The Tough Love of Nursing
Sean Dent | Scrubs Magazine
It’s a dirty job, but somebody’s got to do it. Yes, I’m being both facetious and literal. Dirty as in messy: I won’t even elaborate on some of the ‘fluids’ and ’spills’ we nurses have to clean up. Dirty as in being ‘firm’ or dare I say ‘mean’ is also in our repertoire. Sometimes in order to get our message heard and for our patients’ to simply ‘get it’ we have to start not taking “no” as an answer and become the closet drill instructor we know we all can be.
Recovery from an illness is tough, no doubt about that. It’s painful, stressful and exhausting. Your body is taxed beyond its measure and then in order for it to heal it has to work twice as hard. The hard part about recovering from any illness is understanding the concept of ownership.
Most patients expect the very best from us and our medical team. They expect the medical team to ‘fix’ them. No matter how small or great the ‘illness’ is, we are supposed to fix them and make them all better. Patch them up ‘as good as new’. Unfortunately there comes a point of (no return) critical mass when the recovery process can progress no further without the help and motivation of the patient themselves. We simply cannot do it for you.
We can’t deep breath and cough for you. We can’t get out of bed and ambulate for you. We can’t do your active and passive exercises for you. Put simply, we can’t be you.
Sooner or later the ball will be in the patient’s court. Sooner or later their recovery will either move forward or stand still based on their actions. When these actions are not being done, when the patient finds every excuse imaginable to not take ownership for their health while still in the hospital – that’s when the tough love of nursing shows up.
Yes, we will get mean. We will harp on you. We will annoy you to no end. We will check up on you repeatedly. We will ask you to go above and beyond what you think you can or cannot do.

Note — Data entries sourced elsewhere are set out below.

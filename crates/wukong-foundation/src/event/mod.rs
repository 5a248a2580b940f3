pub mod bus;
pub mod types;

pub use bus::{EventBus, EventBusConfig, EventListener, ListenerErrorHandler, ListenerId};
pub use types::{events, EventCategory, WukongEvent};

We do all of this to get you better. You may think we are torturing you. Heck, you might even think we have it out for you and we just don’t like you. The truth is it’s all for your benefit. You may not understand it, you may not see it or comprehend it at the time, but all our torturous ways are delivered with the hope of getting you better, getting you out of the hospital and getting you home.
Because in the end, isn’t that what we both want?